Aim of the task:
The output must match the entries below exactly.

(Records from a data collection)
========================================================================

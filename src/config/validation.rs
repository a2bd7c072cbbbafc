//! Settings validation.
//!
//! # Responsibilities
//! - Semantic validation (serde handles syntactic)
//! - Validate value ranges (page size, timeouts)
//! - Check the route prefix shape
//!
//! # Design Decisions
//! - Returns all validation errors, not just first
//! - Validation is pure function: Settings → Result<(), Vec<ValidationError>>
//! - Runs before settings are accepted into the system

use thiserror::Error;

use crate::config::schema::Settings;
use crate::security::jwt::SUPPORTED_JWT_ALGORITHMS;

/// A single semantic problem with the settings.
#[derive(Debug, Clone, PartialEq, Eq, Error)]
#[error("{field}: {message}")]
pub struct ValidationError {
    pub field: &'static str,
    pub message: String,
}

impl ValidationError {
    fn new(field: &'static str, message: impl Into<String>) -> Self {
        Self {
            field,
            message: message.into(),
        }
    }
}

/// Validate settings, collecting every problem found.
pub fn validate_config(settings: &Settings) -> Result<(), Vec<ValidationError>> {
    let mut errors = Vec::new();

    if !settings.routing.api_prefix.starts_with('/') {
        errors.push(ValidationError::new(
            "routing.api_prefix",
            format!("must start with '/', got {:?}", settings.routing.api_prefix),
        ));
    }
    if settings.pagination.page_size <= 0 {
        errors.push(ValidationError::new(
            "pagination.page_size",
            "must be greater than zero",
        ));
    }
    if settings.auth.header_prefix.trim().is_empty() {
        errors.push(ValidationError::new("auth.header_prefix", "must not be empty"));
    }
    if !SUPPORTED_JWT_ALGORITHMS.contains(&settings.auth.jwt_algorithm.as_str()) {
        errors.push(ValidationError::new(
            "auth.jwt_algorithm",
            format!(
                "must be one of {}, got {:?}",
                SUPPORTED_JWT_ALGORITHMS.join(", "),
                settings.auth.jwt_algorithm
            ),
        ));
    }
    if settings.listener.request_timeout_secs == 0 {
        errors.push(ValidationError::new(
            "listener.request_timeout_secs",
            "must be greater than zero",
        ));
    }
    if settings.i18n.default_locale.is_empty() {
        errors.push(ValidationError::new("i18n.default_locale", "must not be empty"));
    }

    if errors.is_empty() {
        Ok(())
    } else {
        Err(errors)
    }
}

========================================================================

Problem solution:
filename src/config/validation.rs
repository a2bd7c072cbbbafc
//! Settings validation.
//!
//! # Responsibilities
//! - Semantic validation (serde handles syntactic)
//! - Validate value ranges (page size, timeouts)
//! - Check the route prefix shape
//!
//! # Design Decisions
//! - Returns all validation errors, not just first
//! - Validation is pure function: Settings → Result<(), Vec<ValidationError>>
//! - Runs before settings are accepted into the system

use thiserror::Error;

use crate::config::schema::Settings;
use crate::security::jwt::SUPPORTED_JWT_ALGORITHMS;

/// A single semantic problem with the settings.
#[derive(Debug, Clone, PartialEq, Eq, Error)]
#[error("{field}: {message}")]
pub struct ValidationError {
    pub field: &'static str,
    pub message: String,
}

impl ValidationError {
    fn new(field: &'static str, message: impl Into<String>) -> Self {
        Self {
            field,
            message: message.into(),
        }
    }
}

/// Validate settings, collecting every problem found.
pub fn validate_config(settings: &Settings) -> Result<(), Vec<ValidationError>> {
    let mut errors = Vec::new();

    if !settings.routing.api_prefix.starts_with('/') {
        errors.push(ValidationError::new(
            "routing.api_prefix",
            format!("must start with '/', got {:?}", settings.routing.api_prefix),
        ));
    }
    if settings.pagination.page_size <= 0 {
        errors.push(ValidationError::new(
            "pagination.page_size",
            "must be greater than zero",
        ));
    }
    if settings.auth.header_prefix.trim().is_empty() {
        errors.push(ValidationError::new("auth.header_prefix", "must not be empty"));
    }
    if !SUPPORTED_JWT_ALGORITHMS.contains(&settings.auth.jwt_algorithm.as_str()) {
        errors.push(ValidationError::new(
            "auth.jwt_algorithm",
            format!(
                "must be one of {}, got {:?}",
                SUPPORTED_JWT_ALGORITHMS.join(", "),
                settings.auth.jwt_algorithm
            ),
        ));
    }
    if settings.listener.request_timeout_secs == 0 {
        errors.push(ValidationError::new(
            "listener.request_timeout_secs",
            "must be greater than zero",
        ));
    }
    if settings.i18n.default_locale.is_empty() {
        errors.push(ValidationError::new("i18n.default_locale", "must not be empty"));
    }

    if errors.is_empty() {
        Ok(())
    } else {
        Err(errors)
    }
}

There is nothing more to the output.